Fig. 6: Inhibition of T cell steroidogenesis stimulates anti-tumor immunity.

a–h Comparing Cyp11a1 cKO and Cd4-Cre control mice with B16-F10 cells injected subcutaneously. Representative of three independent experiments. a Tumor-infiltrating macrophages (Lin⁻CD11b⁺) were purified by cell sorting at day 12. Arg1 and Tgfβ1 mRNA expression was quantified by RT-qPCR, with mRNA expression level normalized by Gapdh mRNA expression. N = 6. b, c Tumor-infiltrating macrophages (Lin⁻CD11b⁺F4/80⁺) analyzed by flow cytometry at day 12 to examine iNOS and Arg1 expression. Representative FACS profile of the expression (b). Representative graphical representation of one experiment (c).
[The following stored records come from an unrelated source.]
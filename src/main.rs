//! vtclaim - take over a VT for a display server
//!
//! Claims a VT (or the console / framebuffer when the kernel has no VTs),
//! follows VT switches until SIGTERM, and restores the console on exit.
//! SIGHUP starts a new server generation in place.

use std::sync::atomic::{AtomicBool, Ordering};

use anyhow::{anyhow, Context, Result};
use log::{error, info, warn};

use vtclaim::config::{self, ConsoleArgs, ConsoleConfig, Settings};
use vtclaim::console::{setup_panic_hook, KernelBackend};
use vtclaim::constants::IDLE_POLL_INTERVAL_MS;
use vtclaim::session::{ConsoleSession, SignalMailbox};

/// Shutdown requested via SIGTERM/SIGINT
static SHUTDOWN_REQUESTED: AtomicBool = AtomicBool::new(false);

/// Server reset requested via SIGHUP
static RESET_REQUESTED: AtomicBool = AtomicBool::new(false);

extern "C" fn shutdown_signal_handler(_signo: libc::c_int) {
    SHUTDOWN_REQUESTED.store(true, Ordering::Relaxed);
}

extern "C" fn reset_signal_handler(_signo: libc::c_int) {
    RESET_REQUESTED.store(true, Ordering::Relaxed);
}

/// Handles SIGTERM (systemd stop), SIGINT (Ctrl+C) and SIGHUP (reset)
fn setup_signal_handlers() {
    unsafe {
        libc::signal(
            libc::SIGTERM,
            shutdown_signal_handler as *const () as libc::sighandler_t,
        );
        libc::signal(
            libc::SIGINT,
            shutdown_signal_handler as *const () as libc::sighandler_t,
        );
        libc::signal(
            libc::SIGHUP,
            reset_signal_handler as *const () as libc::sighandler_t,
        );
    }
}

/// Print help message
fn print_help() {
    println!(
        r#"vtclaim {} - VT console ownership for display servers

USAGE:
    vtclaim [OPTIONS] [:DISPLAY]

OPTIONS:
    -h, --help             Print this help message
    -V, --version          Print version information
    -sharevts              Share VTs with another display server
    -novtswitch            Don't switch VTs on start and exit
    -configure             Probe only; leave the framebuffer untouched
{}
CONFIG FILE:
    ~/.config/vtclaim/config.toml (or $VTCLAIM_CONFIG)
"#,
        env!("CARGO_PKG_VERSION"),
        indented_usage()
    );
}

fn indented_usage() -> String {
    config::usage()
        .lines()
        .map(|line| format!("    {}\n", line))
        .collect()
}

/// Options handled outside the console argument processor
#[derive(Debug, Default)]
struct OuterArgs {
    share_vts: bool,
    no_vt_switch: bool,
    configure: bool,
    display: Option<u32>,
}

fn parse_outer(rest: &[String]) -> Result<OuterArgs> {
    let mut outer = OuterArgs::default();
    for arg in rest {
        match arg.as_str() {
            "-sharevts" => outer.share_vts = true,
            "-novtswitch" => outer.no_vt_switch = true,
            "-configure" => outer.configure = true,
            _ if arg.starts_with(':') => {
                let display = arg[1..]
                    .parse::<u32>()
                    .with_context(|| format!("Invalid display number: {}", arg))?;
                outer.display = Some(display);
            }
            _ => return Err(anyhow!("Unrecognized option: {}", arg)),
        }
    }
    Ok(outer)
}

/// Wait for the notification fd (or just sleep) for one idle tick
fn idle_wait(fd: Option<std::os::unix::io::RawFd>) {
    match fd {
        Some(fd) => {
            let mut pfd = libc::pollfd {
                fd,
                events: libc::POLLIN,
                revents: 0,
            };
            // EINTR (shutdown/reset signal) just ends the tick early.
            unsafe { libc::poll(&mut pfd, 1, IDLE_POLL_INTERVAL_MS) };
        }
        None => std::thread::sleep(std::time::Duration::from_millis(
            IDLE_POLL_INTERVAL_MS as u64,
        )),
    }
}

fn main() -> Result<()> {
    env_logger::Builder::from_env(env_logger::Env::default().default_filter_or("info")).init();

    let args: Vec<String> = std::env::args().skip(1).collect();

    // --help
    if args.iter().any(|a| a == "--help" || a == "-h") {
        print_help();
        return Ok(());
    }

    // --version
    if args.iter().any(|a| a == "--version" || a == "-V") {
        println!("vtclaim {}", env!("CARGO_PKG_VERSION"));
        return Ok(());
    }

    let mut console_args = ConsoleArgs::new();
    let rest = console_args.parse_all(&args);
    if console_args.usage_requested {
        eprint!("{}", config::usage());
        std::process::exit(1);
    }
    let outer = match parse_outer(&rest) {
        Ok(outer) => outer,
        Err(e) => {
            eprintln!("{:#}", e);
            eprint!("{}", config::usage());
            std::process::exit(1);
        }
    };

    let settings = Settings::load();
    let mut cfg = ConsoleConfig::new(&console_args, &settings);
    cfg.share_vts |= outer.share_vts;
    if outer.no_vt_switch {
        cfg.auto_vt_switch = false;
    }
    cfg.probe_only = outer.configure;
    cfg.display = outer.display.unwrap_or(0);

    info!("vtclaim starting (display :{})", cfg.display);

    setup_panic_hook();
    setup_signal_handlers();

    // Must exist before process mode is claimed: an unblocked SIGUSR2
    // would terminate us.
    let mailbox = SignalMailbox::new().context("Failed to set up VT notifications")?;
    let mut session = ConsoleSession::new(cfg, KernelBackend::new(), mailbox);

    let mut generation = 1;
    if let Err(e) = session.open(generation) {
        error!("Fatal: {}", e);
        std::process::exit(1);
    }
    if let Some(identity) = session.identity() {
        info!(
            "Console ready: VT {} (started on VT {})",
            identity.number,
            session.startup_vt()
        );
    }

    let _ = sd_notify::notify(true, &[sd_notify::NotifyState::Ready]);

    loop {
        idle_wait(session.notifier_fd());
        session.dispatch();

        if SHUTDOWN_REQUESTED.load(Ordering::Relaxed) {
            info!("Shutdown requested, restoring console...");
            let _ = sd_notify::notify(true, &[sd_notify::NotifyState::Stopping]);
            break;
        }

        if RESET_REQUESTED.swap(false, Ordering::Relaxed) {
            generation += 1;
            info!("Reset requested, starting server generation {}", generation);
            if let Err(e) = session.open(generation) {
                warn!("Reset failed: {}", e);
            }
        }
    }

    session.close();
    info!("vtclaim exited");
    Ok(())
}

#[cfg(test)]
mod tests {
    use super::*;

    fn strings(args: &[&str]) -> Vec<String> {
        args.iter().map(|s| s.to_string()).collect()
    }

    #[test]
    fn test_parse_outer() {
        let outer = parse_outer(&strings(&["-sharevts", "-configure", ":2"])).unwrap();
        assert!(outer.share_vts);
        assert!(outer.configure);
        assert!(!outer.no_vt_switch);
        assert_eq!(outer.display, Some(2));
    }

    #[test]
    fn test_parse_outer_rejects_unknown() {
        assert!(parse_outer(&strings(&["-bogus"])).is_err());
        assert!(parse_outer(&strings(&[":x"])).is_err());
    }

    #[test]
    fn test_help_lists_console_options() {
        let usage = indented_usage();
        assert!(usage.contains("    -keeptty"));
        assert!(usage.contains("    vtX"));
    }
}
N = 5. d Tumor-infiltrating CD3e⁺CD8⁺ T cells purified by cell sorting at day 12, reactivated ex vivo, and Ifnγ and Tnfα mRNA expression quantified by RT-qPCR, with mRNA expression level normalized by Rplp0 expression. N = 6. e Cytotoxic T-lymphocyte degranulation assay. CD107a/LAMP1 expression on tumor-infiltrating CD8⁺ T cells was analyzed by flow cytometry after 12 days post-inoculation of B16-F10 cells. N = 8 (ctrl), 9 (cKO) Gating: All cells>singlets>live cells>CD8⁺ T cell>CD107a. f NK cell degranulation assay by measuring CD107a/LAMP1 expression on tumor-infiltrating NK cells. N = 8 (ctrl), 9 (cKO). Gating: All cells>singlets>live cells>NK cells>CD107a. g CD4⁺ T cell degranulation assay by measuring CD107a/LAMP1 expression on CD4⁺ T cells. N = 8. Gating: All cells>singlets>live cells>CD4⁺ T cell>CD107a. h Flow cytometric analysis to show the changes in B16-F10 subcutaneous tumor-infiltrating Treg (CD4⁺CD3e⁺FoxP3⁺) populations upon Cyp11a1 deletion. N = 9. i–l Comparing immunophenotype in Cyp11a1 inhibitor, AG, treated and untreated mice with B16-F10 cells injected subcutaneously. All are representative of two independent experiments. i Representative FACS profile to show iNOS and Arg1 expression in tumor-infiltrating CD45⁺Lin⁻CD11b⁺F4/80⁺ macrophages (left panel). Graphical presentation the iNOS and Arg1 expression of a representative experiment (right panel). N = 5. j–l CD107a/LAMP1 expression on CD4⁺ T cells (j), CD8⁺ T cells (k) and NK cells (l) was analyzed by flow cytometry after 12 days post-inoculation of B16-F10 cells. N = 4 (ctrl), 3 (cKO). Gating: All cells>singlets>live cells>CD4⁺ or CD8⁺ T or NK cells>CD107a. In this figure, all error bars represent mean with s.d. P-value was calculated by unpaired two-tailed t-test. N represents biologically independent animals.